Fell Hotel 07 – Sotto Voce
On the stage, bass fiddle groans, slaughtered as an incompetent fake draws the bow across its metal-strung throat. The remaining drunk, a train conductor, alone and damp,  briefly passes out at his table and bangs his cinder-bound head on an empty beer mug.  He shouts, “All the more for me, you cunts!” He dies at some point.
With mercy to art and civility itself, the electricity flowing to the the microphones and speakers is ceased and the loose voltage runs through the cracks in the stage.  The stagehands call them “Zap Lizards” and keep them as pets inside insulated mayonnaise jars labelled with hand-drawn lighting bolts so as to warn to the curious and just plain stupid.  The muted quartet of wretched musicians can do no more damage tonight.  At least not on this stage. The musicians climb inside the leather-clad cardboard cases, pulling the night with them because in November, even a thin blanket is better than nothing.
EARLIER:
She forgets the words to “Sentimental Journey” and instead improvises by singing the instruction insert from her box of Kotex which she has, for some reason, brought on stage with her.  Ashamed of herself for forgetting such a sweet and classic song and more ashamed still that she could think of nothing that rhymed with “vaginal.”  She settles for “magical”, which is a rookie choke for sure but no one seems to notice except for the Argentinian busboy who signals his disgust by urinating in the shrimp bisque.  The soup is a hit but the head chef, unable to reproduce the newly-popular recipe, decides to try highly addictive drugs to tamp down his anxiety.  (A WEEK AFTERWARD) the chef tries to stop a speeding milk-truck with his mind.  He succeeds, surprising himself and the deliveryman.  Days later, on his second attempt he is ground under the wheels of a truck carrying spare parts bound for a textile mill in Fort Payne, Alabama, “The Sock Capitol Of The World.”
LATER:
Clattering 16mm sins flicker and twitch.  Wallpaper tattoos writhe across the turgid images: a shopkeep selling sausage; an electrical wizard  explaining the necessity of a good connection;  a Canadian Mountie, mounting.
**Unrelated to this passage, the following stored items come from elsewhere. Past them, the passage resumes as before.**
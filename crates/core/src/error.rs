// Copyright (C) 2026 The Workbay Authors
// Use of this source code is governed by an MIT-style
// license that can be found in the LICENSE file or at
// https://opensource.org/licenses/MIT.

use workbay_domain::DomainError;

/// Errors that can occur while planning a mutation.
#[derive(Debug, Clone, PartialEq, Eq)]
pub enum CoreError {
    /// A domain rule was violated.
    DomainViolation(DomainError),
}

impl std::fmt::Display for CoreError {
    fn fmt(&self, f: &mut std::fmt::Formatter<'_>) -> std::fmt::Result {
        match self {
            Self::DomainViolation(err) => write!(f, "Domain violation: {err}"),
        }
    }
}

impl std::error::Error for CoreError {}

impl From<DomainError> for CoreError {
    fn from(err: DomainError) -> Self {
        Self::DomainViolation(err)
    }
}
// Copyright (C) 2026 The Workbay Authors
// Use of this source code is governed by an MIT-style
// license that can be found in the LICENSE file or at
// https://opensource.org/licenses/MIT.

use crate::error::CoreError;
use crate::state::NewEscalation;
use time::OffsetDateTime;
use workbay_domain::{
    ENTITY_TYPE_JOB_CARD, EscalationCondition, EscalationRule, EscalationStatus, JobCard,
    format_timestamp,
};

/// Level assigned to every escalation raised by the scan.
pub const INITIAL_ESCALATION_LEVEL: u8 = 1;

/// Computes the instant before which an in-progress job breaches a rule.
///
/// The result is a storage timestamp suitable for comparison against
/// `created_at`.
///
/// # Errors
///
/// Returns an error if the threshold instant cannot be represented.
pub fn escalation_threshold(
    condition: &EscalationCondition,
    now: OffsetDateTime,
) -> Result<String, CoreError> {
    let threshold_instant: OffsetDateTime = now.saturating_sub(condition.threshold());
    Ok(format_timestamp(threshold_instant)?)
}

/// Plans the escalation raised when `job` breaches `rule`.
///
/// # Arguments
///
/// * `rule` - The breached rule
/// * `job` - The breaching job card
/// * `condition` - The rule's parsed condition
/// * `now` - The scan time
///
/// # Errors
///
/// Returns an error if `now` cannot be formatted as a storage timestamp.
pub fn plan_escalation(
    rule: &EscalationRule,
    job: &JobCard,
    condition: &EscalationCondition,
    now: OffsetDateTime,
) -> Result<NewEscalation, CoreError> {
    let reason: String = format!(
        "Job {} has been in progress for more than {} hours (rule '{}')",
        job.job_number,
        condition.threshold_hours(),
        rule.name
    );

    Ok(NewEscalation {
        dealer_id: rule.dealer_id,
        rule_id: rule.rule_id,
        entity_type: ENTITY_TYPE_JOB_CARD,
        entity_id: job.job_card_id,
        level: INITIAL_ESCALATION_LEVEL,
        reason,
        status: EscalationStatus::Active,
        created_at: format_timestamp(now)?,
    })
}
The hotel room is hot and densely-atmosphered  with the thick vapors of gin-barf and ripe genitals.  The room is a  newsprint halftone in the gloom of the film projector, etching bits of yellow light into black anonymity.  The opulent beds and couches squeak.  Men of status and wealth lurch and heave like velvet beetles  as they attempt to unload their frustrated gravity into the flesh that suits them most.
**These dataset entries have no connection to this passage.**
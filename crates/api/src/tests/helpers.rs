// Copyright (C) 2026 The Workbay Authors
// Use of this source code is governed by an MIT-style
// license that can be found in the LICENSE file or at
// https://opensource.org/licenses/MIT.

//! Test helper functions and fixtures.

use std::sync::Mutex;
use time::OffsetDateTime;
use time::macros::datetime;
use workbay_domain::{EscalationRule, EscalationTrigger, JobCard, PartVariant, TransitionTable};
use workbay_persistence::{NewEscalationRule, NewJobCard, NewPartVariant, Persistence};

use crate::{
    CallerContext, Notification, NotificationSink, NotifyError, Role, TransitionRequest,
    transition_job,
};

pub const DEALER_ID: i64 = 10;
pub const OTHER_DEALER_ID: i64 = 20;

pub const fn now() -> OffsetDateTime {
    datetime!(2026-10-19 12:00:00 UTC)
}

/// Records every published notification.
#[derive(Default)]
pub struct RecordingSink {
    published: Mutex<Vec<Notification>>,
}

impl RecordingSink {
    pub fn published(&self) -> Vec<Notification> {
        self.published.lock().unwrap().clone()
    }
}

impl NotificationSink for RecordingSink {
    fn publish(&self, notification: Notification) -> Result<(), NotifyError> {
        self.published.lock().unwrap().push(notification);
        Ok(())
    }
}

/// Rejects every notification.
pub struct FailingSink;

impl NotificationSink for FailingSink {
    fn publish(&self, _notification: Notification) -> Result<(), NotifyError> {
        Err(NotifyError {
            reason: String::from("no subscribers"),
        })
    }
}

pub fn create_test_technician() -> CallerContext {
    CallerContext::new(String::from("tech-42"), DEALER_ID, Role::Technician)
}

pub fn create_test_manager() -> CallerContext {
    CallerContext::new(String::from("manager-7"), DEALER_ID, Role::Manager)
}

pub fn create_foreign_manager() -> CallerContext {
    CallerContext::new(String::from("manager-99"), OTHER_DEALER_ID, Role::Manager)
}

pub fn create_platform_admin() -> CallerContext {
    CallerContext::new(String::from("ops-1"), OTHER_DEALER_ID, Role::PlatformAdmin)
}

pub fn create_test_job(persistence: &mut Persistence, job_number: &str, created_at: &str) -> JobCard {
    persistence
        .create_job_card(&NewJobCard {
            dealer_id: DEALER_ID,
            job_number: job_number.to_string(),
            technician_id: Some(42),
            created_at: created_at.to_string(),
        })
        .unwrap()
}

pub fn create_test_variant(
    persistence: &mut Persistence,
    dealer_id: i64,
    stock_quantity: u32,
) -> PartVariant {
    persistence
        .create_part_variant(&NewPartVariant {
            dealer_id,
            part_id: 500,
            sku: format!("BRK-PAD-{dealer_id}"),
            stock_quantity,
            price_cents: 2_500,
        })
        .unwrap()
}

pub fn create_test_rule(
    persistence: &mut Persistence,
    dealer_id: i64,
    condition_json: &str,
    is_active: bool,
) -> EscalationRule {
    persistence
        .create_escalation_rule(&NewEscalationRule {
            dealer_id,
            name: String::from("Stalled in bay"),
            trigger: EscalationTrigger::TimeBreach,
            condition_json: condition_json.to_string(),
            action: String::from("notify_manager"),
            is_active,
        })
        .unwrap()
}

pub fn transition_request(to_status: &str) -> TransitionRequest {
    TransitionRequest {
        to_status: to_status.to_string(),
        reason: None,
        metadata: None,
    }
}

/// Walks a job through the standard lifecycle up to `in_progress`.
pub fn advance_to_in_progress(persistence: &mut Persistence, job_card_id: i64) {
    let table = TransitionTable::standard();
    let sink = RecordingSink::default();
    for status in ["diagnosed", "estimate_sent", "customer_approved", "in_progress"] {
        transition_job(
            persistence,
            &sink,
            &table,
            &create_test_technician(),
            job_card_id,
            &transition_request(status),
            now(),
        )
        .unwrap();
    }
}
Silk trousers unbuttoned, industrialist Isombard Kingdom Throckmorton struggles to keep his 74-year-old ding-dong vertical as it is expertly vacuumed by a real Parisian hoochie. He is distracted by the sight of the archbishop jamming the last few inches of a soda bottle into the skull of a room-service porter who brought up the last round of ice and beer.
“I said, Hail Merry!” the archbishop yells as he pounds on the bottle, “Get thee in!”
Throckmorton rolls his eyes in disgust and confides to the prostitute, “This is my main complaint about the Church.  They don’t know when to quit.”  Speaking past the withering dink in her mouth, the Paris native replies, “Ya’ll shore is right-smart, honeychile!  Smarter than a big mess o’ collard greens and deep-fried possum!”  The old man pretends to come by dumping a scotch and soda on her head.
IN THE INTERVAL:
The band manages to find it’s musical feet and gets most of the way through “Take The A-Train” before they slide into “The Theme  From Shaft” which had not even been written yet.  The patrons are stunned not only by the new rhythms (and electric guitar, which had not been invented yet) but by the casual use of the word “motherfucker” which was rarely heard outside of popular mouse-based cartoons that preceded feature films.
NIGHT’S END:
Almost imperceptible, the indigo sky takes on color.  A fraction: the day is coming.
For now the alley is a dark, rumpled castle of trashcans and soiled laundry.  Rats scuttle and hide as cooks, maids, busboys and porters clock out for the night.  They smoke cigarettes and pass a clay bottle of homemade corn-whiskey, allowing their voices to take wing again after hours of polite, subservient  sotto-vocé they reserve for the delicate and refined ears of the guests.
Still in his cook’s whites, Jimmy Murtz eases away from the loitering group and shouts a bawdy good-bye, “May ya cocks rot off, ya bastids!”  He is crowned by hoots and warmed by the whiskey as he steps from the alley into the gentle dusk breeze caressing the boulevard.  A few limos, long and hysterically garish, wait curbside, the drivers statue-still.  Jimmy quickens his steps until he feels the hotel no longer has its eye on his neck, and he laughs.  This one is for the sun.